# [Report] How I caught a cheater



## campos20 (Jan 6, 2017)

Are you familiar with online judge system for programming?
Some examples: SPOJ, Codechef, UVA, URI.

This report is about SPOJ. One thing that I like about SPOJ is that if you fill some requirements, you can create your own Problems for others to solve and a custom judge (which is optional for a problem).

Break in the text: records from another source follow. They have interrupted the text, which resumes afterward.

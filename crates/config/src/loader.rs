use std::path::Path;

use anyhow::{Context, bail};
use indoc::indoc;

use crate::Config;

pub fn load<P: AsRef<Path>>(path: P) -> anyhow::Result<Config> {
    let path = path.as_ref();

    let content =
        std::fs::read_to_string(path).with_context(|| format!("Failed to read configuration from {}", path.display()))?;

    let config: Config =
        toml::from_str(&content).with_context(|| format!("Failed to parse configuration at {}", path.display()))?;

    validate(&config)?;

    for warning in warnings(&config) {
        log::warn!("{warning}");
    }

    Ok(config)
}

pub(crate) fn validate(config: &Config) -> anyhow::Result<()> {
    let empty_default_model = config
        .cli
        .default_model
        .as_deref()
        .is_some_and(|model| model.trim().is_empty());

    if empty_default_model {
        bail!(indoc! {r#"
            The default model must not be empty. Either remove the setting or name a model:

              [cli]
              default_model = "gpt-4"
        "#});
    }

    Ok(())
}

/// Settings that are valid but probably not what the user meant.
pub(crate) fn warnings(config: &Config) -> Vec<String> {
    let mut warnings = Vec::new();

    if config.estimator.tool_accounting == crate::ToolAccountingMode::Disabled
        && config.estimator.tool_costs != crate::ToolCostsConfig::default()
    {
        warnings.push(
            "Tool costs are configured but tool accounting is disabled. Set estimator.tool_accounting = \"experimental\" to use them"
                .to_string(),
        );
    }

    warnings
}

#[cfg(test)]
mod tests {
    use std::io::Write;

    use indoc::indoc;
    use insta::{assert_debug_snapshot, assert_snapshot};

    use crate::Config;

    #[test]
    fn empty_config_is_default() {
        let config: Config = toml::from_str("").unwrap();
        assert!(super::validate(&config).is_ok());

        assert_debug_snapshot!(&config, @r#"
        Config {
            estimator: EstimatorConfig {
                tool_accounting: Disabled,
                tool_costs: ToolCostsConfig {
                    tools: 12,
                    tool_parameters: 11,
                    property_type: 2,
                    property_description: 2,
                    property_enum: -3,
                    property_enum_element: 3,
                },
            },
            cli: CliConfig {
                default_model: None,
            },
        }
        "#);
    }

    #[test]
    fn empty_default_model_fails_validation() {
        let config_str = indoc! {r#"
            [cli]
            default_model = " "
        "#};

        let config: Config = toml::from_str(config_str).unwrap();
        let error = super::validate(&config).unwrap_err().to_string();

        assert_snapshot!(error, @r#"
        The default model must not be empty. Either remove the setting or name a model:

          [cli]
          default_model = "gpt-4"
        "#);
    }

    #[test]
    fn unknown_section_is_rejected() {
        let result = toml::from_str::<Config>("[server]\nlisten_address = \"127.0.0.1:8000\"");
        assert!(result.is_err());
    }

    #[test]
    fn tool_costs_without_accounting_warns() {
        let config_str = indoc! {r#"
            [estimator.tool_costs]
            tools = 20
        "#};

        let config: Config = toml::from_str(config_str).unwrap();

        assert_debug_snapshot!(super::warnings(&config), @r#"
        [
            "Tool costs are configured but tool accounting is disabled. Set estimator.tool_accounting = \"experimental\" to use them",
        ]
        "#);
    }

    #[test]
    fn experimental_tool_costs_do_not_warn() {
        let config_str = indoc! {r#"
            [estimator]
            tool_accounting = "experimental"

            [estimator.tool_costs]
            tools = 20
        "#};

        let config: Config = toml::from_str(config_str).unwrap();
        assert!(super::warnings(&config).is_empty());
    }

    #[test]
    fn load_from_file() {
        let mut file = tempfile::NamedTempFile::new().unwrap();

        write!(
            file,
            "{}",
            indoc! {r#"
                [estimator]
                tool_accounting = "experimental"

                [cli]
                default_model = "gpt-3.5-turbo"
            "#}
        )
        .unwrap();

        let config = Config::load(file.path()).unwrap();

        assert_eq!(config.estimator.tool_accounting, crate::ToolAccountingMode::Experimental);
        assert_eq!(config.cli.default_model.as_deref(), Some("gpt-3.5-turbo"));
    }

    #[test]
    fn load_reports_parse_errors_with_path() {
        let mut file = tempfile::NamedTempFile::new().unwrap();
        writeln!(file, "[estimator\n").unwrap();

        let error = Config::load(file.path()).unwrap_err();

        assert!(error.to_string().starts_with("Failed to parse configuration at "));
    }
}
use crate::{
    error::EstimateError,
    messages::ChatCompletionRequest,
    model::{self, FixedTokenCost},
    normalize::{self, NormalizedMessage},
    tokenizer::{self, TokenCounter},
    tools::ToolAccounting,
};

/// Prompt token estimator for chat completion requests.
#[derive(Debug, Clone, Copy, Default)]
pub struct Estimator {
    tool_accounting: ToolAccounting,
}

impl From<&config::EstimatorConfig> for Estimator {
    fn from(settings: &config::EstimatorConfig) -> Self {
        Self::new(ToolAccounting::from(settings))
    }
}

impl Estimator {
    pub fn new(tool_accounting: ToolAccounting) -> Self {
        Self { tool_accounting }
    }

    pub fn tool_accounting(&self) -> ToolAccounting {
        self.tool_accounting
    }

    /// Estimate the prompt tokens `request` will consume on `model`.
    ///
    /// The total is the sum over all messages of the family's per-message
    /// overhead, the tokens of content, role and name, and the per-name
    /// overhead for messages with a non-empty name. Tool definitions are added
    /// according to the configured [`ToolAccounting`].
    pub fn count_prompt_tokens(&self, model: &str, request: Option<&ChatCompletionRequest>) -> Result<i64, EstimateError> {
        let request = request.ok_or(EstimateError::InvalidInput)?;
        let resolved = model::resolve_model(model)?;
        let tokenizer = tokenizer::for_model(resolved.canonical)?;
        let messages = normalize::normalize(&request.messages)?;

        let mut tokens = count_messages(resolved.fixed_cost(), &*tokenizer, &messages);

        if let Some(tools) = &request.tools {
            tokens += self.tool_accounting.count(&*tokenizer, tools);
        }

        log::trace!(
            "Estimated {tokens} prompt tokens for {} messages on '{}'",
            messages.len(),
            resolved.canonical
        );

        Ok(tokens)
    }
}

/// Sum the fixed and text token cost of normalized messages.
pub(crate) fn count_messages<T>(cost: FixedTokenCost, tokenizer: &T, messages: &[NormalizedMessage<'_>]) -> i64
where
    T: TokenCounter + ?Sized,
{
    let mut tokens = 0;

    for message in messages {
        tokens += cost.message;

        for s in [message.content, message.role, message.name] {
            tokens += tokenizer.count(s);
        }

        if !message.name.is_empty() {
            tokens += cost.name;
        }
    }

    tokens
}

That said (written), I created a Problem in which the user has a set of scrambled Rubik's cube to solve (using any programming language), called God Number is 20. Originally, there was 51 fixed cubes to be solved, pre-generated (in my computer) using 50 random moves each. Also, I created a custom judge to check that any valid solution generated by the user would be accepted (I put a lot of effort on it, since I run into programming problems, cubing problems, SPOJ problems...).

The problem ranks the competitors based on the number of moves for the entire set of cubes. So, fewer moves is better. A user got a score of 1034 (which means 1034/51 = 20,3 moves/cube). 

Now the cheating comes.
The input (random cubes) was not meant to be known by any user (user can't even have access to s/his own output), but a user _guessed_ the input. How? Well, it was clever and painstaking. Since the set of cubes was fixed, every time a program was sent, the cube position (stickers) would be in the same place. I started suspecting when two solutions scored 889 (889/51 = 17,4 moves/cube), perfect score.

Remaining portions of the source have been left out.